Un autre enjeu de Hoheup est de casser le rythme de l’adversaire (celui dans lequel il est à l’aise) et de lui imposer le mien. Ceci s’obtient en synchronisant ma respiration sur la sienne puis, lorsque le contact est établi, en l’amenant petit à petit vers le rythme souhaité. C’est le même principe utilisé en Shiatsu où un bon praticien sera en accord respiratoire avec son patient et lui imposera petit à petit un rythme de détente. En combat, on peut amener l’adversaire sur un rythme lent qui va « l’endormir » pour, ensuite, le déborder ; ou, au contraire, sur un rythme trop rapide qui va vite l’essouffler (on le fait « courir ») pour finir par le cueillir. Ma propre respiration peut donc le calmer comme l’énerver. Nous sommes alors totalement dans le domaine du Hapgi (합기, 合気) où, certes, je m’accorde à l’adversaire dans un premier temps dans le seul but que ce soit lui qui soit accordé à moi à la fin.

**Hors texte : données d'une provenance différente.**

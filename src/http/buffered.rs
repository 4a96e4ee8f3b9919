//! Buffering adapter around the transport's response sink.
//!
//! Status and body are held back until `flush`, so the status can still
//! be forced to 500 when application code panics after writing a 200.

use axum::http::{HeaderMap, StatusCode};

use crate::http::writer::{Hijacker, ResponseWriter};

pub(crate) struct BufferedResponse<'a> {
    inner: &'a mut dyn ResponseWriter,
    status: StatusCode,
    body: Vec<u8>,
}

impl<'a> BufferedResponse<'a> {
    pub(crate) fn new(inner: &'a mut dyn ResponseWriter) -> Self {
        Self {
            inner,
            status: StatusCode::OK,
            body: Vec::new(),
        }
    }

    /// The wrapped sink, bypassing the buffer.
    pub(crate) fn unbuffered(&mut self) -> &mut dyn ResponseWriter {
        &mut *self.inner
    }

    #[cfg(test)]
    pub(crate) fn status(&self) -> StatusCode {
        self.status
    }

    /// Send the buffered status and body to the wrapped sink.
    pub(crate) fn flush(self) {
        self.inner.write_status(self.status);
        if !self.body.is_empty() {
            self.inner.write(&self.body);
        }
    }
}

impl ResponseWriter for BufferedResponse<'_> {
    fn headers_mut(&mut self) -> &mut HeaderMap {
        self.inner.headers_mut()
    }

    fn write_status(&mut self, status: StatusCode) {
        self.status = status;
    }

    fn write(&mut self, body: &[u8]) -> usize {
        self.body.extend_from_slice(body);
        body.len()
    }

    fn hijacker(&mut self) -> Option<&mut dyn Hijacker> {
        self.inner.hijacker()
    }
}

Evidemment, on prendra soin durant un combat de ne pas laisser sa propre respiration être influencée par l’adversaire. Il faut guetter en permanence les premiers signes d’une apnée ou d’une hyperventilation pour s’en prémunir. Aussi conserver son propre rythme, doser ses efforts et ne pas entrer dans le jeu de l’adversaire sont-ils pour cela des points clés du combat. On prendra garde aussi à ne pas offrir à l’adversaire d’opportunité d’étranglement : autant on peut prendre plusieurs coups et poursuivre tout de même le combat, autant prendre un étranglement peut l’abréger très rapidement.

 

Conclusion

 

Un adage circulant dans les milieux survivalistes donne une échelle de durée simple à retenir : une personne peut survivre 3 minutes sans respirer, 3 jours sans boire, 30 jours sans manger. Ceci pointe la primauté de la respiration sur tous les autres besoins corporels et place la respiration au centre de sa propre survie.

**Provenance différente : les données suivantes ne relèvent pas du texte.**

//! Dynamic router demo server.
//!
//! Serves a couple of built-in endpoints and, optionally, a static site
//! for every path no route matches.
//!
//! ```text
//! dynamic-router --config router.toml
//! dynamic-router --bind 127.0.0.1:8080 --static-dir ./public --spa
//! ```

use std::net::SocketAddr;
use std::path::PathBuf;
use std::sync::Arc;
use std::time::Instant;

use axum::http::{header, HeaderValue, StatusCode};
use clap::Parser;
use tokio::net::TcpListener;

use dynamic_router::config::{load_config, validate_config, ConfigError, StaticFilesConfig};
use dynamic_router::observability::{logging, metrics};
use dynamic_router::{
    FileServerMode, HttpServer, Request, ResponseWriter, RouteError, RouterBuilder, ServerConfig,
    Shutdown,
};

#[derive(Parser)]
#[command(name = "dynamic-router")]
#[command(about = "HTTP router with static and dynamic path segments", long_about = None)]
struct Cli {
    /// TOML configuration file.
    #[arg(short, long)]
    config: Option<PathBuf>,

    /// Override the listener bind address.
    #[arg(short, long)]
    bind: Option<String>,

    /// Serve this directory for unmatched requests.
    #[arg(long)]
    static_dir: Option<PathBuf>,

    /// Serve the site root when a static file is missing.
    #[arg(long, requires = "static_dir")]
    spa: bool,
}

/// Dispatch context shared by every handler.
struct AppContext {
    started_at: Instant,
    version: &'static str,
}

fn health(ctx: &AppContext, w: &mut dyn ResponseWriter, _: &Request) {
    let body = serde_json::json!({
        "status": "ok",
        "version": ctx.version,
        "uptime_secs": ctx.started_at.elapsed().as_secs(),
    });
    w.headers_mut().insert(
        header::CONTENT_TYPE,
        HeaderValue::from_static("application/json"),
    );
    w.write_status(StatusCode::OK);
    w.write(body.to_string().as_bytes());
}

fn echo(_: &AppContext, w: &mut dyn ResponseWriter, req: &Request) {
    // the dynamic segment is not captured, read it back from the path
    let value = req
        .uri()
        .path()
        .trim_end_matches('/')
        .rsplit('/')
        .next()
        .unwrap_or_default();
    w.write_status(StatusCode::OK);
    w.write(value.as_bytes());
}

fn routes(builder: &mut RouterBuilder<AppContext>) -> Result<(), RouteError> {
    builder.handle("/health", health)?;
    builder.handle("/echo/:value", echo)?;
    Ok(())
}

fn load(cli: &Cli) -> Result<ServerConfig, ConfigError> {
    let mut config = match &cli.config {
        Some(path) => load_config(path)?,
        None => ServerConfig::default(),
    };

    if let Some(bind) = &cli.bind {
        config.listener.bind_address = bind.clone();
    }
    if let Some(root) = &cli.static_dir {
        config.static_files = Some(StaticFilesConfig {
            root: root.clone(),
            mode: if cli.spa {
                FileServerMode::Spa
            } else {
                FileServerMode::Classic
            },
        });
    }

    validate_config(&config).map_err(ConfigError::Validation)?;
    Ok(config)
}

#[tokio::main]
async fn main() -> Result<(), Box<dyn std::error::Error>> {
    let cli = Cli::parse();
    let config = load(&cli)?;

    logging::init(&config.observability.log_filter);
    tracing::info!("dynamic-router v{} starting", env!("CARGO_PKG_VERSION"));

    if config.observability.metrics_enabled {
        let addr: SocketAddr = config.observability.metrics_address.parse()?;
        metrics::init_metrics(addr)?;
    }

    let mut builder = RouterBuilder::new(AppContext {
        started_at: Instant::now(),
        version: env!("CARGO_PKG_VERSION"),
    });
    routes(&mut builder)?;
    if let Some(static_files) = &config.static_files {
        tracing::info!(
            root = %static_files.root.display(),
            mode = ?static_files.mode,
            "Serving static files for unmatched requests"
        );
        builder.serve_static_at(&static_files.root, static_files.mode);
    }
    let router = Arc::new(builder.build());

    let listener = TcpListener::bind(&config.listener.bind_address).await?;

    let shutdown = Shutdown::new();
    shutdown.trigger_on_signal();

    let server = HttpServer::new(router, &config);
    server.run(listener, shutdown.subscribe()).await?;

    tracing::info!("Shutdown complete");
    Ok(())
}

Mais au-delà d’être un acte indispensable, c’est aussi l’élément qui donne vie à chacune de nos actions et à chacune de nos créations. A tel point qu’une technique effectuée sans respiration est appelée « technique morte » alors qu’a contrario, tout mouvement donné avec une respiration juste, et par conséquent un Jase juste, un mouvement juste et une puissance juste, peut rendre la technique secondaire et se montrer tout à fait efficace sur un adversaire. Cela se vérifie avec des exercices comme les Hapgi ollyeo et des techniques comme les Hoheuptu où nulle technique en tant que telle ne contraint l’adversaire, sinon son impression d’avoir affaire avec un mur.